The “drafting” metaphor here shows the other candidates are misunderstanding their own race. By definition, you cannot draft off someone who is behind you, and Christie is polling in the low single digits. Christie cannot lead the non-Trump pack, but he can use his outsized media presence to set up the arguments that can form the basis of the pile-on they must execute on Trump if they hope to take him down. But that can only have any chance to work if the other candidates actually pile on.
Very seriously,
Josh
Ron DeSantis has been even more oblique, couching his comments about the importance of properly handling classified material in the context of criticism of Hillary Clinton. He said on Friday, “When I was in Congress, I remember … Hillary had the e-mails with the classified and my view was, ‘Well, gee, you know, as a naval officer, if I would have taken classified [documents] to my apartment, I would have been court-martialed in a New York minute.’ And yet they seem to not care about that.” He added that there was a “different standard for a Democrat Secretary of State versus a former Republican President.” Again, here he is making Trump’s argument for him. Among other things, this makes DeSantis look weak — how is he supposed to beat Trump’s displays of strength when he’s too afraid even to criticize him directly for stocking his bathroom full of classified material? I don’t agree with Richard Hanania that DeSantis needs to challenge Trump to a literal boxing match — it would come off as a gimmick, and Trump would just laugh the challenge off — but I do agree that DeSantis’ strategy of playing nice with Trump while trying to pander to Ted Cruz’s 2016 voters just makes him look like a supplicant who, unlike Trump, is afraid to tell Republicans things they don’t want to hear.

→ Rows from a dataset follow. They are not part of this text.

//! Lua scripts implementing the atomic transitions.
//!
//! Replies are flat arrays of strings. `{'err', code}` carries a rejection code
//! understood by [`Rejection::from_code`](crate::dao::storage::Rejection::from_code).
//! Deadlines use the server clock (`TIME`) so instances never disagree on "now".

use redis::Script;

/// KEYS: open queue. ARGV: player id, player name, start word, attempts,
/// retention seconds, game key prefix.
/// Stops at the caller's own game and puts it back at the head.
pub(super) const POP_AND_JOIN: &str = r#"
for _ = 1, tonumber(ARGV[4]) do
  local game_id = redis.call('RPOP', KEYS[1])
  if not game_id then
    break
  end
  local key = ARGV[6] .. game_id
  local fields = redis.call('HMGET', key, 'status', 'player1_id')
  local status, owner = fields[1], fields[2]
  if status == 'waiting' and owner and owner ~= '' then
    if owner == ARGV[1] then
      redis.call('RPUSH', KEYS[1], game_id)
      return {'none'}
    end
    redis.call('HSET', key,
      'player2_id', ARGV[1], 'player2_name', ARGV[2], 'status', 'ready',
      'current_word', ARGV[3], 'current_turn_id', owner)
    local words = key .. ':words'
    redis.call('SADD', words, ARGV[3])
    redis.call('EXPIRE', words, tonumber(ARGV[5]))
    return {'matched', game_id, owner}
  end
end
return {'none'}
"#;

/// KEYS: code key. ARGV: player id, player name, start word, retention seconds,
/// game key prefix.
pub(super) const JOIN_PRIVATE: &str = r#"
local game_id = redis.call('GET', KEYS[1])
if not game_id then
  return {'err', 'invalid_code'}
end
local key = ARGV[5] .. game_id
local fields = redis.call('HMGET', key, 'status', 'player1_id')
if fields[1] ~= 'waiting' then
  return {'err', 'game_not_available'}
end
if fields[2] == ARGV[1] then
  return {'err', 'cannot_join_own_game'}
end
redis.call('HSET', key,
  'player2_id', ARGV[1], 'player2_name', ARGV[2], 'status', 'ready',
  'current_word', ARGV[3], 'current_turn_id', fields[2])
local words = key .. ':words'
redis.call('SADD', words, ARGV[3])
redis.call('EXPIRE', words, tonumber(ARGV[4]))
redis.call('DEL', KEYS[1])
return {'matched', game_id, fields[2]}
"#;

/// KEYS: game key, open queue. ARGV: player id, game id, code key prefix.
pub(super) const CANCEL_MATCHMAKING: &str = r#"
local fields = redis.call('HMGET', KEYS[1], 'status', 'player1_id', 'join_code')
if not fields[1] then
  return {'err', 'game_not_found'}
end
if fields[2] ~= ARGV[1] then
  return {'err', 'not_game_owner'}
end
if fields[1] ~= 'waiting' then
  return {'err', 'game_not_available'}
end
redis.call('LREM', KEYS[2], 0, ARGV[2])
if fields[3] and fields[3] ~= '' then
  redis.call('DEL', ARGV[3] .. fields[3])
end
redis.call('DEL', KEYS[1])
return {'ok'}
"#;

/// KEYS: game key, expire set. ARGV: game id, turn timeout seconds.
pub(super) const JOIN_SESSION: &str = r#"
local status = redis.call('HGET', KEYS[1], 'status')
if not status then
  return {'err', 'game_not_found'}
end
if status == 'completed' then
  return {'err', 'game_not_joinable'}
end
local count = redis.call('HINCRBY', KEYS[1], 'connected_count', 1)
local started = '0'
if count == 2 and status == 'ready' then
  local now = tonumber(redis.call('TIME')[1])
  redis.call('HSET', KEYS[1], 'status', 'active')
  redis.call('ZADD', KEYS[2], now + tonumber(ARGV[2]), ARGV[1])
  started = '1'
end
return {'ok', tostring(count), started}
"#;

/// KEYS: game key. Replies with the remaining count.
pub(super) const LEAVE_SESSION: &str = r#"
if redis.call('EXISTS', KEYS[1]) == 0 then
  return 0
end
local count = redis.call('HINCRBY', KEYS[1], 'connected_count', -1)
if count < 0 then
  redis.call('HSET', KEYS[1], 'connected_count', 0)
  count = 0
end
return count
"#;

/// KEYS: game key, words key, expire set. ARGV: game id, player id, word,
/// turn timeout seconds, retention seconds, continuations...
pub(super) const SUBMIT_WORD: &str = r#"
local fields = redis.call('HMGET', KEYS[1], 'status', 'current_turn_id', 'player1_id', 'player2_id')
if not fields[1] then
  return {'err', 'game_not_found'}
end
if fields[1] ~= 'active' then
  return {'err', 'game_not_active'}
end
if fields[2] ~= ARGV[2] then
  return {'err', 'not_your_turn'}
end
if redis.call('SISMEMBER', KEYS[2], ARGV[3]) == 1 then
  return {'err', 'word_already_played'}
end
local next_turn = fields[3]
if ARGV[2] == fields[3] then
  next_turn = fields[4]
end
redis.call('SADD', KEYS[2], ARGV[3])
if redis.call('TTL', KEYS[2]) == -1 then
  redis.call('EXPIRE', KEYS[2], tonumber(ARGV[5]))
end
redis.call('HSET', KEYS[1], 'current_word', ARGV[3], 'current_turn_id', next_turn)
local terminal = true
for i = 6, #ARGV do
  if redis.call('SISMEMBER', KEYS[2], ARGV[i]) == 0 then
    terminal = false
    break
  end
end
if terminal then
  redis.call('HSET', KEYS[1], 'status', 'completed', 'winner_id', ARGV[2], 'win_reason', 'no_moves')
  redis.call('ZREM', KEYS[3], ARGV[1])
  return {'ok', next_turn, ARGV[2]}
end
local now = tonumber(redis.call('TIME')[1])
redis.call('ZADD', KEYS[3], now + tonumber(ARGV[4]), ARGV[1])
return {'ok', next_turn}
"#;

/// KEYS: expire set. ARGV: limit, game key prefix.
/// Replies with `game_id, winner_id` pairs of the games it settled.
pub(super) const CLAIM_AND_END_EXPIRED: &str = r#"
local now = tonumber(redis.call('TIME')[1])
local due = redis.call('ZRANGEBYSCORE', KEYS[1], '-inf', now, 'LIMIT', 0, tonumber(ARGV[1]))
local settled = {}
for _, game_id in ipairs(due) do
  redis.call('ZREM', KEYS[1], game_id)
  local key = ARGV[2] .. game_id
  local fields = redis.call('HMGET', key, 'status', 'current_turn_id', 'player1_id', 'player2_id')
  if fields[1] == 'active' then
    local winner = fields[3]
    if fields[2] == fields[3] then
      winner = fields[4]
    end
    redis.call('HSET', key, 'status', 'completed', 'winner_id', winner, 'win_reason', 'timeout')
    redis.call('PUBLISH', key, cjson.encode({
      type = 'game_ended',
      gameId = game_id,
      payload = { winnerId = winner, reason = 'timeout' },
    }))
    table.insert(settled, game_id)
    table.insert(settled, winner)
  end
end
return settled
"#;

/// Compiled scripts; `Script` caches the SHA and falls back to `EVAL` on a miss.
pub(super) struct Scripts {
    pub pop_and_join: Script,
    pub join_private: Script,
    pub cancel_matchmaking: Script,
    pub join_session: Script,
    pub leave_session: Script,
    pub submit_word: Script,
    pub claim_and_end_expired: Script,
}

impl Scripts {
    pub fn load() -> Self {
        Self {
            pop_and_join: Script::new(POP_AND_JOIN),
            join_private: Script::new(JOIN_PRIVATE),
            cancel_matchmaking: Script::new(CANCEL_MATCHMAKING),
            join_session: Script::new(JOIN_SESSION),
            leave_session: Script::new(LEAVE_SESSION),
            submit_word: Script::new(SUBMIT_WORD),
            claim_and_end_expired: Script::new(CLAIM_AND_END_EXPIRED),
        }
    }
}
use std::sync::Arc;

use crate::{
    config::{AppConfig, StoreBackend},
    dao::game_store::GameStore,
    services::{auth::Authenticator, hub::HubHandle, words::WordRules},
};

pub type SharedState = Arc<AppState>;

/// Central application state shared by every route and socket.
pub struct AppState {
    config: AppConfig,
    store: Arc<dyn GameStore>,
    words: Arc<dyn WordRules>,
    auth: Arc<dyn Authenticator>,
    hub: HubHandle,
}

impl AppState {
    /// Construct a new [`AppState`] wrapped in an [`Arc`] so it can be cloned cheaply.
    pub fn new(
        config: AppConfig,
        store: Arc<dyn GameStore>,
        words: Arc<dyn WordRules>,
        auth: Arc<dyn Authenticator>,
        hub: HubHandle,
    ) -> SharedState {
        Arc::new(Self {
            config,
            store,
            words,
            auth,
            hub,
        })
    }

    pub fn config(&self) -> &AppConfig {
        &self.config
    }

    /// Shared store backing the game protocol.
    pub fn store(&self) -> &Arc<dyn GameStore> {
        &self.store
    }

    pub fn backend(&self) -> StoreBackend {
        self.config.store.backend
    }

    pub fn words(&self) -> &dyn WordRules {
        self.words.as_ref()
    }

    pub fn auth(&self) -> &dyn Authenticator {
        self.auth.as_ref()
    }

    /// Local connection hub of this instance.
    pub fn hub(&self) -> &HubHandle {
        &self.hub
    }
}
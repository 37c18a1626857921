//! In-process backend used for tests and single-instance development.

mod store;

pub use store::MemoryGameStore;
//! Player identity resolution.
//!
//! Session handling lives in front of this service; the gateway forwards the
//! authenticated player in request headers.

use axum::{
    extract::FromRequestParts,
    http::{HeaderMap, request::Parts},
};
use thiserror::Error;

use crate::{
    error::{AppError, ServiceError},
    state::SharedState,
};

/// Header carrying the authenticated player id.
pub const PLAYER_ID_HEADER: &str = "x-player-id";
/// Header carrying the display name; defaults to the id.
pub const PLAYER_NAME_HEADER: &str = "x-player-name";

const MAX_HEADER_LEN: usize = 64;

/// Authenticated player attached to a request or socket.
#[derive(Debug, Clone, PartialEq, Eq)]
pub struct PlayerIdentity {
    pub player_id: String,
    pub player_name: String,
}

#[derive(Debug, Error)]
pub enum AuthError {
    #[error("missing `{0}` header")]
    MissingHeader(&'static str),
    #[error("malformed `{0}` header")]
    MalformedHeader(&'static str),
}

impl From<AuthError> for ServiceError {
    fn from(err: AuthError) -> Self {
        ServiceError::Unauthorized(err.to_string())
    }
}

/// Resolves the caller from request headers.
pub trait Authenticator: Send + Sync {
    fn authenticate(&self, headers: &HeaderMap) -> Result<PlayerIdentity, AuthError>;
}

/// Trusts identity headers set by an upstream gateway.
#[derive(Debug, Clone, Copy, Default)]
pub struct HeaderAuthenticator;

impl Authenticator for HeaderAuthenticator {
    fn authenticate(&self, headers: &HeaderMap) -> Result<PlayerIdentity, AuthError> {
        let player_id = header_value(headers, PLAYER_ID_HEADER)?
            .ok_or(AuthError::MissingHeader(PLAYER_ID_HEADER))?;
        let player_name = header_value(headers, PLAYER_NAME_HEADER)?
            .unwrap_or_else(|| player_id.clone());

        Ok(PlayerIdentity {
            player_id,
            player_name,
        })
    }
}

fn header_value(headers: &HeaderMap, name: &'static str) -> Result<Option<String>, AuthError> {
    let Some(value) = headers.get(name) else {
        return Ok(None);
    };
    let value = value
        .to_str()
        .map_err(|_| AuthError::MalformedHeader(name))?
        .trim();

    if value.is_empty() {
        return Ok(None);
    }
    if value.len() > MAX_HEADER_LEN || value.chars().any(char::is_control) {
        return Err(AuthError::MalformedHeader(name));
    }
    Ok(Some(value.to_owned()))
}

impl FromRequestParts<SharedState> for PlayerIdentity {
    type Rejection = AppError;

    async fn from_request_parts(
        parts: &mut Parts,
        state: &SharedState,
    ) -> Result<Self, Self::Rejection> {
        state
            .auth()
            .authenticate(&parts.headers)
            .map_err(|err| ServiceError::from(err).into())
    }
}

#[cfg(test)]
mod tests {
    use axum::http::HeaderValue;

    use super::*;

    fn headers(pairs: &[(&'static str, &str)]) -> HeaderMap {
        let mut map = HeaderMap::new();
        for (name, value) in pairs {
            map.insert(*name, HeaderValue::from_str(value).unwrap());
        }
        map
    }

    #[test]
    fn name_defaults_to_the_player_id() {
        let identity = HeaderAuthenticator
            .authenticate(&headers(&[(PLAYER_ID_HEADER, " alice ")]))
            .unwrap();
        assert_eq!(identity.player_id, "alice");
        assert_eq!(identity.player_name, "alice");

        let identity = HeaderAuthenticator
            .authenticate(&headers(&[(PLAYER_ID_HEADER, "alice"), (PLAYER_NAME_HEADER, "Alice")]))
            .unwrap();
        assert_eq!(identity.player_name, "Alice");
    }

    #[test]
    fn missing_or_blank_id_is_refused() {
        let err = HeaderAuthenticator.authenticate(&HeaderMap::new()).unwrap_err();
        assert!(matches!(err, AuthError::MissingHeader(PLAYER_ID_HEADER)));

        let err = HeaderAuthenticator
            .authenticate(&headers(&[(PLAYER_ID_HEADER, "   ")]))
            .unwrap_err();
        assert!(matches!(err, AuthError::MissingHeader(_)));
    }

    #[test]
    fn oversized_id_is_malformed() {
        let long = "x".repeat(MAX_HEADER_LEN + 1);
        let err = HeaderAuthenticator
            .authenticate(&headers(&[(PLAYER_ID_HEADER, &long)]))
            .unwrap_err();
        assert!(matches!(err, AuthError::MalformedHeader(PLAYER_ID_HEADER)));
    }
}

A Republican candidate could hear a strategy for taking on Trump directly and whine "wahh, I don't think that's very likely to work". As if there exists a strategy that is likely to take down someone as popular as Trump is with Republican primary voters.
There does not exist a strategy that's likely to work! Every strategy you can try is more likely than not to fail. Because he's popular and winning, winning very strongly and large.
However, sitting on your hands and doing nothing is also a choice. The chances of *that* strategy working are not great either.
One thing I've noticed is that these candidates, especially DeSantis, seem to be running pre-2016 CW Republican primary campaigns. By which I mean, there was no point in running a scorched earth campaign because if you come in second in the primary (see HW Bush, Dole, McCain, Romney), you'll likely win in 4-8 years, so best not to alienate anyone. The problem is, Trump has no problem running a scorched earth campaign, so if you don't win now, you don't have a chance in the future. Does anyone not related to/paid by Jeb!, Marco or Cruz believe that they have a chance in a future primary?